El líder conservador Kemi Badenoch está considerando prohibir el burka para combatir el extremismo islámico, se informó ayer.
El secretario del Interior en la sombra, Chris Philp, y el secretario de Justicia en la sombra, Nick Timothy, deben “examinar cuidadosamente” los méritos de una prohibición como parte de una revisión política de las cuestiones islamistas.
Si la señora Badenoch aceptara la medida, representaría una especie de cambio de sentido con respecto a su posición anterior.
En una entrevista con BBC Radio 4 hace nueve meses, insistió en que no anunciaría una prohibición total del burka por temor a su aplicación.
En ese momento, dijo: “No creo que se deba obligar a las mujeres a usar cosas que sus maridos o su comunidad quieren”. Cuando hay sociedades segregadas, suceden estas cosas.
“Pero no voy a anunciar que voy a prohibir el burka como lo está haciendo Reform”.
“¿Vamos a enviar agentes de policía a las casas de las personas para comprobar si llevan burka cuando ni siquiera podemos mantener a los presos en prisión?”
“¿Tenemos espacio en la prisión para acomodar a quienes usan burka?” A eso me refiero cuando digo que la gente simplemente dice cosas y anuncia políticas sin planes”.
El líder conservador Kemi Badenoch estaría considerando prohibir el burka para combatir el extremismo islámico.
El secretario del Interior en la sombra, Chris Philp, teme que la prenda, que algunas mujeres musulmanas usan para cubrir todo el cuerpo excepto los ojos, pueda generar división y alimentar el extremismo.
Según el Telegraph, a Philp le preocupa que la prenda, que algunas mujeres musulmanas usan para cubrir todo el cuerpo excepto los ojos, pueda causar división, promover el extremismo y ir en contra de la integración.
Cualquier prohibición estaría en línea con una política de reforma cuya portavoz de Asuntos Internos, Zia Yusuf, dijo que todos los cubrebocas, incluidos burkas y pasamontañas, deberían prohibirse en público.
También crearía una clara división con el Partido Laborista antes de las elecciones locales de mayo.
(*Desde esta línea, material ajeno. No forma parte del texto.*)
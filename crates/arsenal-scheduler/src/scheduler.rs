use std::sync::atomic::{AtomicBool, Ordering};
use std::sync::Arc;
use std::time::Duration;

use arsenal_core::config::SchedulerConfig;
use arsenal_core::{TaskKind, TaskPayload};
use arsenal_store::Store;
use chrono::{DateTime, Utc};
use tokio::sync::{watch, Mutex};
use tracing::{debug, error, info, warn};

use crate::error::{Result, SchedulerError};
use crate::handler::HandlerRegistry;
use crate::persistent::PersistentQueue;
use crate::runtime::RuntimeQueue;
use crate::signal::CompletionBoard;
use crate::types::{Signature, Task};

struct Queues {
    persistent: PersistentQueue,
    runtime: RuntimeQueue,
}

struct Inner {
    queues: Mutex<Queues>,
    registry: Arc<HandlerRegistry>,
    board: Arc<CompletionBoard>,
    /// Idle/Executing guard — at most one task execution in flight, ever.
    executing: AtomicBool,
    tick_interval: Duration,
}

/// The scheduler: both queues, the registry, and the dispatch loop.
///
/// Cheaply cloneable handle over shared state — construct once at startup
/// and pass clones to whoever needs to queue or cancel work (event bundle
/// manager, command handlers). There is no global instance.
///
/// Tasks are routed to the persistent or runtime queue solely by their
/// kind's [`is_runtime_only`](crate::TaskHandler::is_runtime_only) flag;
/// a task is never in both queues.
#[derive(Clone)]
pub struct Scheduler {
    inner: Arc<Inner>,
}

impl Scheduler {
    pub fn new(
        store: Arc<dyn Store>,
        registry: Arc<HandlerRegistry>,
        config: &SchedulerConfig,
    ) -> Self {
        let board = Arc::new(CompletionBoard::new());
        let persistent = PersistentQueue::new(
            store,
            Arc::clone(&registry),
            Arc::clone(&board),
            config.store_retry_attempts,
        );
        let runtime = RuntimeQueue::new(Arc::clone(&board));
        Self {
            inner: Arc::new(Inner {
                queues: Mutex::new(Queues {
                    persistent,
                    runtime,
                }),
                registry,
                board,
                executing: AtomicBool::new(false),
                tick_interval: Duration::from_secs(config.tick_secs.max(1)),
            }),
        }
    }

    /// Populate the persistent mirror from the store. Call once at startup
    /// before [`run`](Self::run).
    pub async fn load(&self) -> Result<()> {
        self.inner.queues.lock().await.persistent.load().await
    }

    /// Queue a task, routed by its kind's handler flag.
    ///
    /// Returns the created task — persistent tasks come back with their
    /// generated store id, so callers have a direct handle without
    /// re-querying.
    pub async fn add(
        &self,
        time: DateTime<Utc>,
        kind: TaskKind,
        payload: TaskPayload,
    ) -> Result<Task> {
        let runtime_only = self.inner.registry.is_runtime_only(kind)?;
        let mut queues = self.inner.queues.lock().await;
        let task = if runtime_only {
            queues.runtime.add(time, kind, payload)
        } else {
            queues.persistent.add(time, kind, payload).await?
        };
        debug!(kind = %kind, signature = %task.signature, time = %time, "task queued");
        Ok(task)
    }

    /// Remove a persistent task by store id.
    pub async fn remove(&self, id: i64) -> Result<()> {
        self.inner.queues.lock().await.persistent.remove(id).await
    }

    /// Remove a runtime task by signature. Returns whether it was queued.
    pub async fn remove_signature(&self, signature: Signature) -> bool {
        self.inner
            .queues
            .lock()
            .await
            .runtime
            .remove_signature(signature)
            .is_some()
    }

    /// Remove every task of `kind` from its queue.
    pub async fn remove_all(&self, kind: TaskKind) -> Result<u64> {
        let runtime_only = self.inner.registry.is_runtime_only(kind)?;
        let mut queues = self.inner.queues.lock().await;
        if runtime_only {
            Ok(queues.runtime.remove_all(kind))
        } else {
            queues.persistent.remove_all(kind).await
        }
    }

    /// Remove every task of `kind` whose payload equals `payload` exactly.
    pub async fn remove_by_data(&self, kind: TaskKind, payload: &TaskPayload) -> Result<u64> {
        let runtime_only = self.inner.registry.is_runtime_only(kind)?;
        let mut queues = self.inner.queues.lock().await;
        if runtime_only {
            Ok(queues.runtime.remove_by_data(kind, payload))
        } else {
            queues.persistent.remove_by_data(kind, payload).await
        }
    }

    /// Suspend until the task with `signature` is no longer in either
    /// queue — it executed or was removed. Returns immediately when it is
    /// already gone.
    pub async fn await_signature(&self, signature: Signature) {
        let rx = {
            // Subscribe while holding the queue lock so a concurrent
            // removal cannot slip between the presence check and the
            // subscription.
            let queues = self.inner.queues.lock().await;
            if !queues.persistent.contains(signature) && !queues.runtime.contains(signature) {
                return;
            }
            self.inner.board.subscribe(signature)
        };
        let _ = rx.await;
    }

    /// Snapshot of every queued task across both queues, for diagnostics
    /// and tests.
    pub async fn tasks(&self) -> Vec<Task> {
        let queues = self.inner.queues.lock().await;
        queues
            .persistent
            .iter()
            .chain(queues.runtime.iter())
            .cloned()
            .collect()
    }

    pub fn registry(&self) -> &HandlerRegistry {
        &self.inner.registry
    }

    /// Main dispatch loop. Polls once per tick interval until `shutdown`
    /// broadcasts `true`. Tick errors are logged here — one bad task never
    /// takes the loop down.
    pub async fn run(&self, mut shutdown: watch::Receiver<bool>) {
        info!("scheduler loop started");
        let mut interval = tokio::time::interval(self.inner.tick_interval);
        loop {
            tokio::select! {
                _ = interval.tick() => {
                    if let Err(e) = self.tick().await {
                        error!("scheduler tick error: {e}");
                    }
                }
                _ = shutdown.changed() => {
                    if *shutdown.borrow() {
                        info!("scheduler loop shutting down");
                        break;
                    }
                }
            }
        }
    }

    /// One poll iteration.
    ///
    /// Skips entirely while an execution is in flight; otherwise selects
    /// the earliest due task across both queues (exact tie: the persistent
    /// task wins), executes it, and removes it from its originating queue
    /// whether it succeeded, failed handled, or failed fatally.
    pub async fn tick(&self) -> Result<()> {
        // Claim the guard atomically — a tick arriving while another one is
        // executing (or selecting) backs off without touching the queues.
        if self.inner.executing.swap(true, Ordering::SeqCst) {
            return Ok(());
        }

        let now = Utc::now();
        let selected = {
            let queues = self.inner.queues.lock().await;
            let head_p = queues.persistent.due_head(now);
            let head_r = queues.runtime.due_head(now);
            match (head_p, head_r) {
                (Some(p), Some(r)) if r.execution_time < p.execution_time => Some(r.clone()),
                (Some(p), _) => Some(p.clone()),
                (None, Some(r)) => Some(r.clone()),
                (None, None) => None,
            }
        };
        let Some(task) = selected else {
            self.inner.executing.store(false, Ordering::SeqCst);
            return Ok(());
        };

        let result = self.execute(&task).await;
        let cleanup = self.finish(&task).await;
        self.inner.executing.store(false, Ordering::SeqCst);

        result.and(cleanup)
    }

    /// Run the task's handler, routing failures to `on_failure`.
    async fn execute(&self, task: &Task) -> Result<()> {
        let handler = Arc::clone(self.inner.registry.get(task.kind)?);
        debug!(kind = %task.kind, signature = %task.signature, "executing task");

        match handler.execute(self, &task.payload).await {
            Ok(()) => Ok(()),
            Err(err) => {
                warn!(kind = %task.kind, error = %err, "task execution failed");
                handler
                    .on_failure(self, &err, &task.payload)
                    .await
                    .map_err(|fatal| SchedulerError::HandlerFailed {
                        kind: task.kind,
                        message: fatal.to_string(),
                    })
            }
        }
    }

    /// Remove an executed task from its originating queue and wake any
    /// completion waiters.
    async fn finish(&self, task: &Task) -> Result<()> {
        let mut queues = self.inner.queues.lock().await;
        match task.id {
            Some(id) => queues.persistent.remove(id).await,
            None => {
                queues.runtime.remove_signature(task.signature);
                Ok(())
            }
        }
    }
}
use std::collections::HashMap;
use std::sync::Mutex;

use tokio::sync::oneshot;

use crate::types::Signature;

/// Completion channel between the queues and `await_signature` callers.
///
/// Whenever a task leaves a queue — executed, removed, or pruned during a
/// reload — the owning queue notifies the board and every waiter for that
/// signature resolves. This replaces fixed-interval polling for completion
/// detection.
#[derive(Default)]
pub struct CompletionBoard {
    waiters: Mutex<HashMap<Signature, Vec<oneshot::Sender<()>>>>,
}

impl CompletionBoard {
    pub fn new() -> Self {
        Self::default()
    }

    /// Register interest in a signature. The receiver resolves when the
    /// task leaves its queue.
    pub fn subscribe(&self, signature: Signature) -> oneshot::Receiver<()> {
        let (tx, rx) = oneshot::channel();
        self.waiters
            .lock()
            .unwrap()
            .entry(signature)
            .or_default()
            .push(tx);
        rx
    }

    /// Resolve all waiters for a signature. No-op when nobody is waiting.
    pub fn notify(&self, signature: Signature) {
        if let Some(senders) = self.waiters.lock().unwrap().remove(&signature) {
            for tx in senders {
                // A dropped receiver just means the caller stopped waiting.
                let _ = tx.send(());
            }
        }
    }

    pub fn notify_all<I: IntoIterator<Item = Signature>>(&self, signatures: I) {
        for sig in signatures {
            self.notify(sig);
        }
    }
}

#[cfg(test)]
mod tests {
    use super::*;
    use uuid::Uuid;

    #[tokio::test]
    async fn notify_resolves_subscriber() {
        let board = CompletionBoard::new();
        let sig = Uuid::new_v4();
        let rx = board.subscribe(sig);
        board.notify(sig);
        assert!(rx.await.is_ok());
    }

    #[tokio::test]
    async fn notify_without_subscribers_is_noop() {
        let board = CompletionBoard::new();
        board.notify(Uuid::new_v4());
    }
}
El Telegraph cita fuentes anónimas que dicen que la ministra del Interior, Shabana Mahmood, la primera mujer musulmana en encabezar el departamento, cree que el gobierno no debería decirle a los ciudadanos qué pueden vestir.
En muchos países occidentales, incluidos Francia, Países Bajos, Suiza, Bélgica, Austria y Bulgaria, el uso del burka está actualmente total o parcialmente prohibido.
La decisión de Francia fue apoyada por el Tribunal Europeo de Derechos Humanos, que rechazó la demanda presentada por un musulmán devoto.
Los jueces aceptaron el argumento francés de que cubrirse la cara de forma religiosa era humillante para las mujeres, contradecía la tradición secular del país y estaba correctamente prohibido en aras de la cohesión social.
Determinaron que a pesar de restringir la libertad de pensamiento y religión, la prohibición no violaba el Convenio Europeo de Derechos Humanos porque protegía la libertad y los derechos de los demás.
Algunos países con grandes poblaciones musulmanas, incluidos Kazajstán, Turkmenistán y Uzbekistán, también han introducido prohibiciones, principalmente por razones de seguridad.